= The task =
Across the entries below, how many lines contain the word "Ellipsoid"? Give the number alone.

Material shown Block Start

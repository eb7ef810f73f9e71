//! Error types for GEFF property codecs, stores, metadata and validation.

use thiserror::Error;

use crate::model::DType;

/// Error raised while building or reading the metadata document.
#[derive(Debug, Clone, PartialEq, Error)]
pub enum SchemaError {
    #[error("property identifier must be a non-empty string")]
    EmptyIdentifier,

    #[error("property {identifier:?} must have a non-empty dtype")]
    EmptyDtype { identifier: String },

    #[error("Cannot have a variable length property with type str (property {identifier:?})")]
    VarLengthString { identifier: String },

    #[error("variable length property {identifier:?} has inconsistent dtypes: {first} and {other}")]
    InconsistentDtypes {
        identifier: String,
        first: DType,
        other: DType,
    },

    #[error("axis {name:?}: min and max must both be set or both be unset (min {min:?}, max {max:?})")]
    IncompleteAxisBounds {
        name: String,
        min: Option<f64>,
        max: Option<f64>,
    },

    #[error("axis {name:?}: Min {min} is greater than max {max}")]
    AxisMinGreaterThanMax { name: String, min: f64, max: f64 },

    #[error("duplicate axis name {name:?}")]
    DuplicateAxis { name: String },

    #[error("axis list {field} has length {len}, expected {expected}")]
    AxisListLength {
        field: &'static str,
        len: usize,
        expected: usize,
    },

    #[error("unsupported geff_version {version:?}; supported versions are {supported}")]
    UnsupportedVersion { version: String, supported: String },

    #[error("{component} property metadata key {key:?} does not match identifier {identifier:?}")]
    PropKeyMismatch {
        component: &'static str,
        key: String,
        identifier: String,
    },

    #[error("track_node_props key {key:?} must be one of 'lineage' or 'tracklet'")]
    InvalidTrackKey { key: String },

    #[error("{role} property {prop:?} is not declared in node_props_metadata")]
    UndeclaredNodeProp { role: &'static str, prop: String },

    #[error("No geff key found in {group}")]
    MissingGeffKey { group: String },

    #[error("malformed geff metadata: {0}")]
    Malformed(String),
}

/// Error raised by the property codecs.
#[derive(Debug, Clone, PartialEq, Error)]
pub enum CodecError {
    #[error(
        "All elements must have the same number of dimensions: element {index} has {actual}, expected {expected}"
    )]
    DimensionMismatch {
        index: usize,
        expected: usize,
        actual: usize,
    },

    #[error("Index {index} out of bounds for {len} rows")]
    IndexOutOfBounds { index: i64, len: usize },

    #[error("Cannot encode non-string array (dtype {dtype})")]
    NotString { dtype: DType },

    #[error("Cannot decode non-bytes array (dtype {dtype})")]
    NotBytes { dtype: DType },

    #[error("Property group does not contain '{key}'")]
    MissingKey { key: &'static str },

    #[error("Length of 'missing' ({missing}) does not match length of 'values' ({values})")]
    MissingLengthMismatch { missing: usize, values: usize },

    #[error("index array must be 2-D int64 with at least 2 columns, got dtype {dtype} and shape {shape:?}")]
    InvalidIndexArray { dtype: DType, shape: Vec<usize> },

    #[error("index row {row} is malformed: {reason}")]
    MalformedIndex { row: usize, reason: &'static str },

    #[error("invalid UTF-8 in string row {row}")]
    InvalidUtf8 { row: usize },

    #[error("shape {shape:?} requires {expected} elements, got {actual}")]
    ShapeMismatch {
        shape: Vec<usize>,
        expected: usize,
        actual: usize,
    },

    #[error("cannot cast {from} to {to}")]
    UnsupportedCast { from: DType, to: DType },

    #[error("property {name:?}: element {index} is incompatible: {reason}")]
    IncompatibleValue {
        name: String,
        index: usize,
        reason: String,
    },
}

/// Error raised by the store layer.
#[derive(Debug, Clone, PartialEq, Error)]
pub enum StoreError {
    #[error("Path does not exist: {path}")]
    NotFound { path: String },

    #[error("store must be a zarr StoreLike: {reason}")]
    InvalidStore { reason: String },

    #[error("I/O error at {path}: {message}")]
    Io { path: String, message: String },

    #[error("malformed metadata file {path}: {message}")]
    MalformedMetadata { path: String, message: String },

    #[error("unsupported dtype {dtype:?} in {path}")]
    UnsupportedDtype { path: String, dtype: String },

    #[error("unsupported compressor {id:?} in {path}")]
    UnsupportedCompressor { path: String, id: String },

    #[error("chunk {path} holds {actual} bytes, expected {expected}")]
    ChunkSize {
        path: String,
        expected: usize,
        actual: usize,
    },

    #[error("unexpected end of chunk data while reading {context}")]
    UnexpectedEof { context: &'static str },

    #[error("invalid code point {value:#x} in string chunk")]
    InvalidCodePoint { value: u32 },

    #[error("{path} is an array, not a group")]
    NotAGroup { path: String },

    #[error("compression failed: {0}")]
    CompressionFailed(String),

    #[error("decompression failed: {0}")]
    DecompressionFailed(String),
}

/// Error raised when a store or loaded graph violates the GEFF layout.
#[derive(Debug, Clone, PartialEq, Error)]
pub enum ValidationError {
    #[error(transparent)]
    Store(#[from] StoreError),

    #[error(transparent)]
    Schema(#[from] SchemaError),

    #[error("'{parent}' group must contain a group named '{name}'")]
    MissingGroup { parent: String, name: String },

    #[error("'{parent}' group must contain an '{name}' array")]
    MissingArray { parent: String, name: String },

    #[error("'{parent}/{name}' must be a group, found an array")]
    ExpectedGroup { parent: String, name: String },

    #[error("node ids must have an integer dtype, found {dtype}")]
    NodeIdsNotInteger { dtype: DType },

    #[error("node ids must be 1-D, received shape {shape:?}")]
    NodeIdsShape { shape: Vec<usize> },

    #[error("edges ids must have a last dimension of size 2, received shape {shape:?}")]
    EdgeIdsShape { shape: Vec<usize> },

    #[error("edge ids dtype {edge_dtype} does not match node ids dtype {node_dtype}")]
    EdgeIdsDtype { node_dtype: DType, edge_dtype: DType },

    #[error("{component} property group '{prop}' must have a 'values' array")]
    MissingValues { component: Component, prop: String },

    #[error(
        "{component} property '{prop}' values has length {len}, which does not match id length {expected}"
    )]
    ValuesLength {
        component: Component,
        prop: String,
        len: usize,
        expected: usize,
    },

    #[error(
        "{component} property '{prop}' missing mask has length {len}, which does not match id length {expected}"
    )]
    MissingLength {
        component: Component,
        prop: String,
        len: usize,
        expected: usize,
    },

    #[error("{component} property '{prop}' missing mask must be boolean, found {dtype}")]
    MissingNotBoolean {
        component: Component,
        prop: String,
        dtype: DType,
    },

    #[error("{component} property {prop} described in metadata is not present in props arrays")]
    UndeclaredPropArrays { component: Component, prop: String },

    #[error("{component} property {prop} with dtype {actual} does not match metadata dtype {declared}")]
    DtypeMismatch {
        component: Component,
        prop: String,
        actual: String,
        declared: String,
    },

    #[error("Axis {axis} data is missing")]
    AxisMissing { axis: String },

    #[error("Axis property {axis} has {ndim} dimensions, must be 1D")]
    AxisNotOneDimensional { axis: String, ndim: usize },

    #[error("Axis {axis} has missing values which are not allowed")]
    AxisHasMissing { axis: String },

    #[error("{component} ids must be integers representable as int64")]
    IdsNotRepresentable { component: Component },

    #[error("Some edges are missing nodes: {edges}")]
    EdgesMissingNodes { edges: String },

    #[error("Self edges found in data: nodes {nodes}")]
    SelfEdges { nodes: String },

    #[error("Repeated edges found in data: {edges}")]
    RepeatedEdges { edges: String },

    #[error("{role} property {prop:?} is not present in the loaded node properties")]
    OptionalPropMissing { role: &'static str, prop: String },

    #[error("{role} values have unsupported dtype {dtype}")]
    NotNumeric { role: &'static str, dtype: DType },

    #[error("Sphere radius values must be non-negative; node {node} has radius {radius}")]
    NegativeRadius { node: i64, radius: f64 },

    #[error("Ellipsoid covariance matrices must be square with shape (n, d, d), received {shape:?}")]
    CovarianceShape { shape: Vec<usize> },

    #[error("Ellipsoid covariance matrix for node {node} is not symmetric")]
    CovarianceNotSymmetric { node: i64 },

    #[error("Ellipsoid covariance matrix for node {node} is not positive-definite")]
    CovarianceNotPositiveDefinite { node: i64 },

    #[error("Invalid tracklets: {details}")]
    InvalidTracklets { details: String },

    #[error("Invalid lineages: {details}")]
    InvalidLineages { details: String },
}

/// Whether a failure concerns node or edge data.
#[derive(Debug, Clone, Copy, PartialEq, Eq, Hash)]
pub enum Component {
    Node,
    Edge,
}

impl Component {
    /// The subgroup holding this component under the graph root.
    pub fn group_name(self) -> &'static str {
        match self {
            Component::Node => crate::layout::NODES,
            Component::Edge => crate::layout::EDGES,
        }
    }
}

impl std::fmt::Display for Component {
    fn fmt(&self, f: &mut std::fmt::Formatter<'_>) -> std::fmt::Result {
        match self {
            Component::Node => write!(f, "Node"),
            Component::Edge => write!(f, "Edge"),
        }
    }
}

/// Umbrella error for graph-level read and write entry points.
#[derive(Debug, Clone, PartialEq, Error)]
pub enum GeffError {
    #[error(transparent)]
    Store(#[from] StoreError),

    #[error(transparent)]
    Schema(#[from] SchemaError),

    #[error(transparent)]
    Codec(#[from] CodecError),

    #[error(transparent)]
    Validation(#[from] ValidationError),

    #[error("node ids dtype {node_dtype} and edge ids dtype {edge_dtype} must match")]
    IdDtypeMismatch { node_dtype: DType, edge_dtype: DType },

    #[error("{component} property {prop:?} has {len} rows, expected {expected}")]
    PropLength {
        component: Component,
        prop: String,
        len: usize,
        expected: usize,
    },

    #[error("Spatiotemporal property '{prop}' not found in node {node}")]
    AxisPropMissing { prop: String, node: i64 },

    #[error("mask has length {len}, expected {expected}")]
    MaskLength { len: usize, expected: usize },
}

#[cfg(test)]
mod tests {
    use super::*;

    #[test]
    fn test_messages_name_expected_and_actual() {
        let err = ValidationError::ValuesLength {
            component: Component::Node,
            prop: "t".to_string(),
            len: 3,
            expected: 4,
        };
        assert_eq!(
            err.to_string(),
            "Node property 't' values has length 3, which does not match id length 4"
        );

        let err = ValidationError::DtypeMismatch {
            component: Component::Edge,
            prop: "score".to_string(),
            actual: "int16".to_string(),
            declared: "int64".to_string(),
        };
        let msg = err.to_string();
        assert!(msg.contains("int16") && msg.contains("int64"));
    }

    #[test]
    fn test_missing_group_message() {
        let err = ValidationError::MissingGroup {
            parent: "graph".to_string(),
            name: "nodes".to_string(),
        };
        assert_eq!(err.to_string(), "'graph' group must contain a group named 'nodes'");
    }

    #[test]
    fn test_umbrella_conversion() {
        let err: GeffError = CodecError::MissingKey { key: "values" }.into();
        assert!(matches!(err, GeffError::Codec(CodecError::MissingKey { key: "values" })));
    }
}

Material shown Block End

= The completed task =
3